Requirement —
In the records below, take the line containing "self.0.iter().map(|(k, v)| (k.as_str(), v))" and reproduce it and every subsequent line exactly, adding nothing.
++++ Input data ++++
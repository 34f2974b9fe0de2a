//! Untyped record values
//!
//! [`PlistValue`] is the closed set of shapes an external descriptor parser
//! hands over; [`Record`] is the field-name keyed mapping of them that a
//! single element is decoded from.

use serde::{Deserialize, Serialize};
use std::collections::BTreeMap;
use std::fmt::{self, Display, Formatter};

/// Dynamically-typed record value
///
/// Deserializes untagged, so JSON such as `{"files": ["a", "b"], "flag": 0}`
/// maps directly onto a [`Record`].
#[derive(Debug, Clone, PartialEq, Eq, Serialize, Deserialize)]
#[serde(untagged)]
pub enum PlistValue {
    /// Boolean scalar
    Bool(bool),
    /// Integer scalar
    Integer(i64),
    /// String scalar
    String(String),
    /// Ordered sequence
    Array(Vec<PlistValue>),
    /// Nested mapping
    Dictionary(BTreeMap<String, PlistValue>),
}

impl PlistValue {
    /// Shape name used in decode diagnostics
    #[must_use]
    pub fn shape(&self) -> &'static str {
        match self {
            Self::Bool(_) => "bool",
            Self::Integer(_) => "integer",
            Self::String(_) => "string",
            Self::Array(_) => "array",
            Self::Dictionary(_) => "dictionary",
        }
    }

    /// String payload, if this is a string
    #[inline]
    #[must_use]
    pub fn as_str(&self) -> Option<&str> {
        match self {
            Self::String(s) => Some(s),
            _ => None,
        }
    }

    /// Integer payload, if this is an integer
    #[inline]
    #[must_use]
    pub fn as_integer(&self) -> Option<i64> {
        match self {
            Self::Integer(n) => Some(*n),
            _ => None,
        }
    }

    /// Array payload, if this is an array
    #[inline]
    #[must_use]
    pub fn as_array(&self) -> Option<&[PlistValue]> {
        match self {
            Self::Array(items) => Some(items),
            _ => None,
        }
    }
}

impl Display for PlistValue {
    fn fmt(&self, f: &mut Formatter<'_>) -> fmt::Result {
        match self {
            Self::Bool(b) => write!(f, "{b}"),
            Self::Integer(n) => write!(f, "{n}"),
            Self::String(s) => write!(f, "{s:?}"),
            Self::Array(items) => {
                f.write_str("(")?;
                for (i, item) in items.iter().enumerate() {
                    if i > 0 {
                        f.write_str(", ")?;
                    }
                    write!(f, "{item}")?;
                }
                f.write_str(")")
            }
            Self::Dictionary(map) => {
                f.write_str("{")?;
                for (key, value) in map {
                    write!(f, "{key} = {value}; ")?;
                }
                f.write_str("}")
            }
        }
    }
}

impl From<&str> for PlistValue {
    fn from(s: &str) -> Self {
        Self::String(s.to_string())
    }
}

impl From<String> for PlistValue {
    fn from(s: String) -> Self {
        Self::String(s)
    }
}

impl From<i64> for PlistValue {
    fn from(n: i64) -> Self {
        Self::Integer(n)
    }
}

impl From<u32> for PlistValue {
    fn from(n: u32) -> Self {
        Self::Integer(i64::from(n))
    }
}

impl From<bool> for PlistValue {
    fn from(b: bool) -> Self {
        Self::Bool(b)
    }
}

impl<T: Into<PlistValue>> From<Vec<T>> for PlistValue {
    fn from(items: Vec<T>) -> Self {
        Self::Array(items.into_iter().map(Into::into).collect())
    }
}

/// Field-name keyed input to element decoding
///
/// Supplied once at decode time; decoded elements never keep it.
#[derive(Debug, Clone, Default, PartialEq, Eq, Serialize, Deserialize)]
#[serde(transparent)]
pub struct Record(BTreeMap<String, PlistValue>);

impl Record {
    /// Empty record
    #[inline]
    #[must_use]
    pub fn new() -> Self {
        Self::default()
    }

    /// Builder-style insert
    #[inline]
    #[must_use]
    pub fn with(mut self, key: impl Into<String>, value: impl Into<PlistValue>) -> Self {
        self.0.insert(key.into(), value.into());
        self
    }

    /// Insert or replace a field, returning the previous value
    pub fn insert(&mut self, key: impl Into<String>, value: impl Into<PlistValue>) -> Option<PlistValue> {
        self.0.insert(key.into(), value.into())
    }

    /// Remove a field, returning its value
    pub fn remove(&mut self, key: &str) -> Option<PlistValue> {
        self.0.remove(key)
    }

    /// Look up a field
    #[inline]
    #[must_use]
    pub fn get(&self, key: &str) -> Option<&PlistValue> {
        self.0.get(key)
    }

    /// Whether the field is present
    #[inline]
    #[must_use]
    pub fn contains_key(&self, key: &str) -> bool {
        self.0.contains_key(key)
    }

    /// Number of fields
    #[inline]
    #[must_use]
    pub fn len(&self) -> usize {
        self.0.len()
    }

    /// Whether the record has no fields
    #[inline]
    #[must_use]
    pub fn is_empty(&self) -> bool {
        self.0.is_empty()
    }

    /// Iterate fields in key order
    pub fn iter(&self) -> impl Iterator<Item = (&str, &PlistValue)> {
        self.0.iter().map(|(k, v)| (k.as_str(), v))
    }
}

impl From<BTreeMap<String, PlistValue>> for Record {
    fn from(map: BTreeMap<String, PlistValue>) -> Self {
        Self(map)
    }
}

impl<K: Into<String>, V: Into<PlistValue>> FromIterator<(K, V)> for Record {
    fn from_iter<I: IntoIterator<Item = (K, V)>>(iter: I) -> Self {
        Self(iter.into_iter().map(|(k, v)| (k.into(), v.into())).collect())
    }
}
++++
Answer section —
        self.0.iter().map(|(k, v)| (k.as_str(), v))
    }
}

impl From<BTreeMap<String, PlistValue>> for Record {
    fn from(map: BTreeMap<String, PlistValue>) -> Self {
        Self(map)
    }
}

impl<K: Into<String>, V: Into<PlistValue>> FromIterator<(K, V)> for Record {
    fn from_iter<I: IntoIterator<Item = (K, V)>>(iter: I) -> Self {
        Self(iter.into_iter().map(|(k, v)| (k.into(), v.into())).collect())
    }
}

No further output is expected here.